● What you should do
Scan the entries for the word "iter" and report how many lines contain it, as a number with no other words.

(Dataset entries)
=== Begin Enclosure ===

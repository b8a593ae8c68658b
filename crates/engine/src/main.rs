//! Charwright - inspect a character's choice wizard state from the terminal.
//!
//! ```text
//! charwright pending <character-id> [--offline]
//! charwright steps   <character-id> [--offline]
//! charwright resume  <character-id> [--offline]
//! ```
//!
//! `--offline` runs against the built-in demo backend instead of
//! `CHARWRIGHT_API_URL`.

use std::sync::Arc;

use anyhow::{bail, Context};
use tracing_subscriber::{layer::SubscriberExt, util::SubscriberInitExt};

use charwright_domain::{CharacterId, CharacterSnapshot};
use charwright_engine::infrastructure::config::EngineConfig;
use charwright_engine::infrastructure::in_memory::InMemoryBackend;
use charwright_engine::infrastructure::ports::{CharacterApi, CompendiumApi};
use charwright_engine::infrastructure::rules_api::RulesApiClient;
use charwright_engine::infrastructure::retry::RetryConfig;
use charwright_engine::use_cases::{
    CreationWizard, FetchPendingChoices, LevelUpError, LevelUpWizard, PendingChoiceList,
};

const USAGE: &str = "usage: charwright <pending|steps|resume> <character-id> [--offline]";

enum Command {
    Pending,
    Steps,
    Resume,
}

struct Backend {
    characters: Arc<dyn CharacterApi>,
    compendium: Arc<dyn CompendiumApi>,
    retry: RetryConfig,
}

#[tokio::main]
async fn main() -> anyhow::Result<()> {
    // Initialize logging
    tracing_subscriber::registry()
        .with(
            tracing_subscriber::EnvFilter::try_from_default_env()
                .unwrap_or_else(|_| "charwright_engine=info".into()),
        )
        .with(tracing_subscriber::fmt::layer())
        .init();

    let args: Vec<String> = std::env::args().skip(1).collect();
    let offline = args.iter().any(|a| a == "--offline");
    let positional: Vec<&str> = args
        .iter()
        .filter(|a| !a.starts_with("--"))
        .map(String::as_str)
        .collect();

    let (command, id) = match positional.as_slice() {
        [command, id] => (parse_command(command)?, parse_id(id)?),
        _ => bail!(USAGE),
    };

    let backend = if offline {
        offline_backend(id).await
    } else {
        let config = EngineConfig::from_env().context("Invalid configuration")?;
        tracing::info!(api_url = %config.api_url, "Using rules backend");
        let client = Arc::new(RulesApiClient::from_config(&config));
        Backend {
            characters: client.clone(),
            compendium: client,
            retry: config.retry,
        }
    };

    match command {
        Command::Pending => print_pending(&backend, id).await,
        Command::Steps => print_steps(&backend, id).await,
        Command::Resume => print_level_up(&backend, id).await,
    }
}

fn parse_command(raw: &str) -> anyhow::Result<Command> {
    match raw {
        "pending" => Ok(Command::Pending),
        "steps" => Ok(Command::Steps),
        "resume" => Ok(Command::Resume),
        other => bail!("unknown command '{}'\n{}", other, USAGE),
    }
}

fn parse_id(raw: &str) -> anyhow::Result<CharacterId> {
    raw.parse()
        .with_context(|| format!("'{}' is not a character id", raw))
}

/// Demo backend with a fresh draft at `id`.
async fn offline_backend(id: CharacterId) -> Backend {
    let demo = Arc::new(InMemoryBackend::demo());
    demo.insert_character(CharacterSnapshot::new(id, "Thorin")).await;
    tracing::info!(character_id = %id, "Using offline demo backend");
    Backend {
        characters: demo.clone(),
        compendium: demo,
        retry: RetryConfig::none(),
    }
}

async fn print_pending(backend: &Backend, id: CharacterId) -> anyhow::Result<()> {
    let fetch = FetchPendingChoices::new(backend.characters.clone());
    let mut list = PendingChoiceList::new();
    list.replace(fetch.execute(id).await?);

    if list.choices().is_empty() {
        println!("No pending choices");
        return Ok(());
    }
    for group in list.grouped() {
        println!("{}", group.source.label());
        for kind in &group.kinds {
            println!("  {}", kind.kind.label());
            for choice in &kind.choices {
                let marker = if choice.is_outstanding() { "*" } else { " " };
                println!(
                    "   {} {} ({}/{} chosen)",
                    marker,
                    choice.display_name(),
                    choice.persisted_count(),
                    choice.quantity
                );
            }
        }
    }
    Ok(())
}

async fn print_steps(backend: &Backend, id: CharacterId) -> anyhow::Result<()> {
    let wizard = CreationWizard::new(
        backend.characters.clone(),
        backend.compendium.clone(),
        backend.retry.clone(),
    );
    let current = wizard.load(id).await?;
    let (position, total) = wizard.progress().await;

    for step in wizard.steps().await {
        let marker = if step == current { ">" } else { " " };
        println!("{} {}", marker, step);
    }
    println!("step {} of {}", position, total);
    Ok(())
}

async fn print_level_up(backend: &Backend, id: CharacterId) -> anyhow::Result<()> {
    let wizard = LevelUpWizard::new(backend.characters.clone(), backend.retry.clone());
    let current = match wizard.resume(id).await {
        Ok(step) => step,
        Err(LevelUpError::NotStarted) => {
            println!("No level-up in progress");
            return Ok(());
        }
        Err(e) => return Err(e.into()),
    };

    for step in wizard.steps().await {
        let marker = if step == current { ">" } else { " " };
        println!("{} {}", marker, step);
    }
    Ok(())
}
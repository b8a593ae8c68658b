//! Creation wizard errors.

use charwright_domain::{CreationStep, DomainError};

use crate::infrastructure::ports::ApiError;

/// Errors that can occur while driving the creation wizard.
#[derive(Debug, thiserror::Error)]
pub enum WizardError {
    #[error("Domain error: {0}")]
    Domain(#[from] DomainError),

    #[error("Backend error: {0}")]
    Api(#[from] ApiError),

    /// A save is already running for this wizard.
    #[error("A save is already in progress")]
    SaveInFlight,

    #[error("No character has been created yet")]
    NoCharacter,

    #[error("Step {0} has incomplete choices")]
    StepIncomplete(CreationStep),

    #[error("Step {0} is not reachable yet")]
    WrongStep(CreationStep),

    #[error("No pending choice {0} on this step")]
    UnknownChoice(String),
}
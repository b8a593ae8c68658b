//! Charwright Shared - wire-format DTOs for the rules backend
//!
//! This crate contains the request and response bodies of the backend's
//! REST contract:
//! - character record, class entries and derived stats
//! - pending choices and choice resolution
//! - equipment and spell rows
//! - level-up and HP choice
//! - compendium reference data (races, classes, backgrounds)
//!
//! # Design Principles
//!
//! 1. **Minimal dependencies** - Only serde and serde_json
//! 2. **No business logic** - Pure data types and serialization
//! 3. **No domain IDs** - raw `i64` keys in DTOs

pub mod compendium;
pub mod requests;
pub mod responses;

pub use compendium::{
    BackgroundResponse, ClassResponse, ModifierDto, OptionDto, ProficiencyChoiceDto,
    ProgressionRowDto, RaceResponse, SubraceResponse,
};
pub use requests::{
    AbilityScoresDto, AddClassRequest, AddEquipmentRequest, AddSpellRequest,
    CreateCharacterRequest, HpChoiceRequest, ResolveChoiceRequest, UpdateCharacterRequest,
};
pub use responses::{
    CharacterResponse, ClassEntryResponse, ClassListResponse, EquipmentListResponse,
    EquipmentRowResponse, HpChoiceResponse, LevelUpResponse, PendingChoiceDto,
    PendingChoicesResponse, PendingLevelUpResponse, ResolveChoiceResponse, SpellListResponse,
    SpellRowResponse, StatsResponse, ValidationResponse,
};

=== End Enclosure ===

● Task output
2